Dataset records
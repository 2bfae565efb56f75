//! TrendCast CLI: regional series selection and linear-trend projection.
//!
//! Commands:
//! - `presets`: list the built-in dashboards
//! - `groups`: list the groups of a table with their coverage
//! - `project`: select series, project them, print or save the report

use anyhow::{bail, Result};
use clap::{ArgAction, Args, Parser, Subcommand};
use log::LevelFilter;
use std::path::PathBuf;

use trendcast_core::holdout::HoldoutConfig;
use trendcast_core::selector::{all_groups, SelectionMode};
use trendcast_core::stats::SeriesSummary;
use trendcast_runner::export::export_json;
use trendcast_runner::{
    load_csv, run_dashboard, save_report, DashboardConfig, DashboardReport, DashboardRequest,
    PipelineError, Preset, SeriesOutcome,
};

#[derive(Parser)]
#[command(
    name = "trendcast",
    about = "TrendCast CLI: select regional series and project their linear trend"
)]
struct Cli {
    /// Raise log verbosity (-v debug, -vv trace). RUST_LOG still applies.
    #[arg(short, long, global = true, action = ArgAction::Count)]
    verbose: u8,

    #[command(subcommand)]
    command: Commands,
}

#[derive(Subcommand)]
enum Commands {
    /// List the built-in dashboard presets.
    Presets,
    /// List the groups of a table with their period coverage.
    Groups {
        #[command(flatten)]
        source: SourceArgs,
    },
    /// Select series and project them.
    Project {
        #[command(flatten)]
        source: SourceArgs,

        #[command(flatten)]
        selection: SelectionArgs,

        /// Period used to rank --top/--bottom. Defaults to the latest period.
        #[arg(long)]
        ranking_period: Option<i32>,

        /// Observed periods to include before the forecast.
        #[arg(long)]
        tail: Option<usize>,

        /// Number of periods to forecast.
        #[arg(long)]
        horizon: Option<usize>,

        /// Run the hold-out accuracy diagnostic per projected series.
        #[arg(long, default_value_t = false)]
        holdout: bool,

        /// Seed for the hold-out shuffle.
        #[arg(long, default_value_t = 42)]
        seed: u64,

        /// Share of observations held out for testing.
        #[arg(long, default_value_t = 0.2)]
        test_share: f64,

        /// Project series one after another instead of in parallel.
        #[arg(long, default_value_t = false)]
        sequential: bool,

        /// Save report.json, points.csv and manifest.json under this directory.
        #[arg(long)]
        output_dir: Option<PathBuf>,

        /// Print the full report as JSON instead of a text summary.
        #[arg(long, default_value_t = false)]
        json: bool,
    },
}

#[derive(Args)]
struct SourceArgs {
    /// Source table (CSV).
    #[arg(long)]
    csv: PathBuf,

    #[command(flatten)]
    dashboard: DashboardArgs,
}

#[derive(Args)]
#[group(required = true, multiple = false)]
struct DashboardArgs {
    /// Built-in preset: growth-rate, per-capita, sector-grdp.
    #[arg(long)]
    preset: Option<String>,

    /// Path to a dashboard TOML config.
    #[arg(long)]
    config: Option<PathBuf>,
}

impl DashboardArgs {
    fn load(&self) -> Result<DashboardConfig> {
        match (&self.preset, &self.config) {
            (Some(name), None) => Ok(Preset::from_name(name)?.config()),
            (None, Some(path)) => Ok(DashboardConfig::from_file(path)?),
            _ => bail!("exactly one of --preset or --config is required"),
        }
    }
}

#[derive(Args)]
#[group(required = true, multiple = false)]
struct SelectionArgs {
    /// Project the named groups, in the given order.
    #[arg(long, num_args = 1..)]
    select: Vec<String>,

    /// Project the per-period average over all groups.
    #[arg(long)]
    all: bool,

    /// Project the N highest groups at the ranking period.
    #[arg(long)]
    top: Option<usize>,

    /// Project the N lowest groups at the ranking period.
    #[arg(long)]
    bottom: Option<usize>,
}

impl SelectionArgs {
    fn mode(&self) -> SelectionMode {
        if self.all {
            SelectionMode::AggregateAll
        } else if let Some(k) = self.top {
            SelectionMode::TopN(k)
        } else if let Some(k) = self.bottom {
            SelectionMode::BottomN(k)
        } else {
            SelectionMode::Explicit(self.select.clone())
        }
    }
}

fn main() -> Result<()> {
    let cli = Cli::parse();
    init_logging(cli.verbose);

    match cli.command {
        Commands::Presets => run_presets(),
        Commands::Groups { source } => run_groups(&source),
        Commands::Project {
            source,
            selection,
            ranking_period,
            tail,
            horizon,
            holdout,
            seed,
            test_share,
            sequential,
            output_dir,
            json,
        } => {
            let mut config = source.dashboard.load()?;
            if let Some(tail) = tail {
                config.projection.history_tail = tail;
            }
            if let Some(horizon) = horizon {
                config.projection.horizon = horizon;
            }
            config.validate()?;

            let holdout = holdout.then_some(HoldoutConfig { test_share, seed });
            let request = DashboardRequest::new(selection.mode(), config.projection_params())
                .with_ranking_period(ranking_period)
                .with_parallelism(!sequential)
                .with_holdout(holdout);

            run_project(&source, &config, &request, output_dir, json)
        }
    }
}

fn init_logging(verbose: u8) {
    let env = env_logger::Env::default().default_filter_or("info");
    let mut builder = env_logger::Builder::from_env(env);
    match verbose {
        0 => {}
        1 => {
            builder.filter_level(LevelFilter::Debug);
        }
        _ => {
            builder.filter_level(LevelFilter::Trace);
        }
    }
    builder.init();
}

fn run_presets() -> Result<()> {
    for preset in Preset::ALL {
        let c = preset.config();
        println!("{:<12} {}", c.name, c.title);
        println!(
            "{:<12} group={} period={} value={} unit={}",
            "", c.group_column, c.period_column, c.value_column, c.unit
        );
    }
    Ok(())
}

fn run_groups(source: &SourceArgs) -> Result<()> {
    let config = source.dashboard.load()?;
    let loaded = load_csv(&source.csv, &config)?;
    let groups = all_groups(&loaded.dataset, &config.selector_columns());

    println!("{} groups in {}", groups.len(), source.csv.display());
    for series in &groups {
        match SeriesSummary::of(series) {
            Some(s) => println!(
                "  {:<40} {:>3} obs  {}-{}  last {:.2}",
                s.series, s.count, s.first_period, s.last_period, s.last_value
            ),
            None => println!("  {:<40}   0 obs", series.name()),
        }
    }
    Ok(())
}

fn run_project(
    source: &SourceArgs,
    config: &DashboardConfig,
    request: &DashboardRequest,
    output_dir: Option<PathBuf>,
    json: bool,
) -> Result<()> {
    let loaded = load_csv(&source.csv, config)?;

    let report = match run_dashboard(&loaded.dataset, config, request) {
        Ok(report) => report,
        Err(PipelineError::EmptySelection) => {
            println!("No series selected; nothing to project.");
            return Ok(());
        }
    };

    if json {
        println!("{}", export_json(&report)?);
    } else {
        print_summary(&report);
    }

    if let Some(dir) = output_dir {
        let paths = save_report(&report, &dir, &loaded.fingerprint)?;
        println!(
            "Artifacts saved to: {}",
            paths.manifest.parent().unwrap_or(dir.as_path()).display()
        );
    }

    Ok(())
}

fn print_summary(report: &DashboardReport) {
    println!();
    println!("=== {} ===", report.title);
    if !report.unit.is_empty() {
        println!("Unit:           {}", report.unit);
    }
    if let Some(period) = report.ranking_period {
        println!("Ranked at:      {period}");
    }
    println!(
        "Series:         {} projected, {} skipped",
        report.projected_count(),
        report.projections.skipped().count()
    );

    for entry in &report.projections.entries {
        println!();
        println!("--- {} ---", entry.series);

        if let Some(s) = report.summaries.iter().find(|s| s.series == entry.series) {
            println!(
                "Observed:       {} periods, {}-{}, mean {:.2}, min {:.2}, max {:.2}",
                s.count, s.first_period, s.last_period, s.mean, s.min, s.max
            );
        }
        if let Some(last) = report
            .changes
            .iter()
            .find(|c| c.series == entry.series)
            .and_then(|c| c.changes.last())
        {
            if let Some(change) = last.change {
                println!("Last change:    {change:+.2} ({})", last.period);
            }
        }

        match &entry.outcome {
            SeriesOutcome::Projected(result) => {
                println!(
                    "Trend:          {:+.4} per period (R² {:.3})",
                    result.model.slope, result.model.r_squared
                );
                for p in &result.points {
                    println!("  {:>6}  {:>14.2}  {}", p.period, p.value, p.kind.as_str());
                }
            }
            SeriesOutcome::Skipped { reason } => {
                println!("Skipped:        {reason}");
            }
        }

        if let Some(h) = report.holdout.iter().find(|h| h.series == entry.series) {
            let r2 = h
                .r_squared
                .map(|r| format!("{r:.3}"))
                .unwrap_or_else(|| "n/a".into());
            println!(
                "Hold-out:       {} train / {} test, MAE {:.3}, RMSE {:.3}, R² {}",
                h.n_train, h.n_test, h.mae, h.rmse, r2
            );
        }
    }
}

Aim of the exercise
Go through the entries and return each line where the word "verbose" occurs.

Answer for the task
    verbose: u8,
    init_logging(cli.verbose);
fn init_logging(verbose: u8) {
    match verbose {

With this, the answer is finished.